After so many hours of listening to interviewees, I decided to put myself in the hot seat. A fellow intern agreed to interview me, and I started considering the ways that federal budget policy has influenced my own life. I realized that I was struggling to think of specifics. I knew I had received federal Pell grants, but it took digging through my files to know exactly how much I’d been given.
As a part-time student since 2005, I remembered the Pell grants softening the pain of my tuition bills for many years, but I had rarely paid attention to these grants other than when my bills were due. Evidently there is a correlation between not having anyone to direct thanks to, and thanklessness. Like so many government services and programs, the Pell grants have always come as an anonymous donation to my success. Precisely because there was no face attached to this money, I was able to dismiss its significance quite easily.

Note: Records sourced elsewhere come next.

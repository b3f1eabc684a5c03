//! Periodic feed refresh.
//!
//! A tokio task re-reads the leads on a fixed interval, narrows them to the
//! viewer and the current [`LeadFilter`], and publishes the result on a
//! `watch` channel. Filter changes trigger an immediate refresh.

use std::time::Duration;

use serde::Serialize;
use tokio::sync::watch;
use tokio::task::JoinHandle;
use tokio::time::{self, MissedTickBehavior};
use tracing::{debug, warn};

use crate::domain::ports::{KeyValueStore, SeedSource};
use crate::domain::views::{LeadFilter, LeadStats, visible_leads};
use crate::domain::{Actor, Lead, LeadDataService};

/// One published view of the feed.
#[derive(Debug, Clone, Default, PartialEq, Eq, Serialize)]
#[serde(rename_all = "camelCase")]
pub struct FeedSnapshot {
    /// Leads after scoping and filtering.
    pub leads: Vec<Lead>,
    /// Counters over `leads`.
    pub stats: LeadStats,
}

impl FeedSnapshot {
    fn build(viewer: Option<&Actor>, filter: &LeadFilter, leads: &[Lead]) -> Self {
        let filtered = match viewer {
            Some(actor) => filter.apply(&visible_leads(actor, leads)),
            None => filter.apply(leads),
        };
        let stats = LeadStats::from_leads(&filtered);
        Self {
            leads: filtered,
            stats,
        }
    }
}

/// Handle to a running refresh task.
#[derive(Debug)]
pub struct FeedRefresh {
    /// Completes once the shutdown signal fires.
    pub handle: JoinHandle<()>,
    /// Latest snapshot; starts empty until the first tick lands.
    pub snapshots: watch::Receiver<FeedSnapshot>,
}

/// Spawn the refresh loop on the current runtime.
///
/// The first refresh runs immediately. A failed read is logged and the
/// previous snapshot stays published. The task ends when `shutdown` changes
/// or its sender is dropped.
pub fn spawn_feed_refresh<S, G>(
    service: LeadDataService<S, G>,
    viewer: Option<Actor>,
    mut filter: watch::Receiver<LeadFilter>,
    interval: Duration,
    mut shutdown: watch::Receiver<bool>,
) -> FeedRefresh
where
    S: KeyValueStore + 'static,
    G: SeedSource + 'static,
{
    let (tx, snapshots) = watch::channel(FeedSnapshot::default());
    let handle = tokio::spawn(async move {
        let mut ticker = time::interval(interval);
        ticker.set_missed_tick_behavior(MissedTickBehavior::Skip);
        let mut filter_open = true;
        loop {
            tokio::select! {
                biased;
                _ = shutdown.changed() => break,
                changed = filter.changed(), if filter_open => {
                    if changed.is_err() {
                        filter_open = false;
                        continue;
                    }
                }
                _ = ticker.tick() => {}
            }
            let current = filter.borrow_and_update().clone();
            refresh_once(&service, viewer.as_ref(), &current, &tx);
        }
        debug!("feed refresh stopped");
    });
    FeedRefresh { handle, snapshots }
}

fn refresh_once<S, G>(
    service: &LeadDataService<S, G>,
    viewer: Option<&Actor>,
    filter: &LeadFilter,
    tx: &watch::Sender<FeedSnapshot>,
) where
    S: KeyValueStore,
    G: SeedSource,
{
    match service.get_leads() {
        Ok(leads) => {
            let snapshot = FeedSnapshot::build(viewer, filter, &leads);
            debug!(
                total = leads.len(),
                shown = snapshot.stats.total,
                query = %filter.query,
                "feed refreshed"
            );
            tx.send_replace(snapshot);
        }
        Err(err) => {
            warn!(code = ?err.code(), error = %err, "feed refresh failed; keeping previous snapshot");
        }
    }
}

My feelings of gratitude for other kinds of educational grants have not been so reluctant. I feel immense appreciation for my college’s generous tuition assistance policy, and I have even written letters of thanks to specific donors. I also plan on donating to the school myself after graduation.
I wonder if similar feelings of gratitude could ever be directed toward the federal government? Every one of us benefits from government spending yet we rarely pause to consider exactly how. It is easy to take smooth highways and clean tap water for granted at the same time as we wince at the sight of our paychecks being sliced up for taxes. Every one of us has felt this aggravation at some point. It is very difficult to make the connection between money taken and useful services received.
I intend to begin pausing before my usual indignant response to taxes. Though I don’t agree with all of the decisions of budget policymakers, a lot has been made possible in my life because of government spending. As tempting as it is to be indifferent, or even adversarial with regard to the budget, I want to start viewing my relationship with the federal government as a reciprocal one.
Molly Grover is a summer intern at National Priorities Project and an Ada Comstock scholar at Smith College.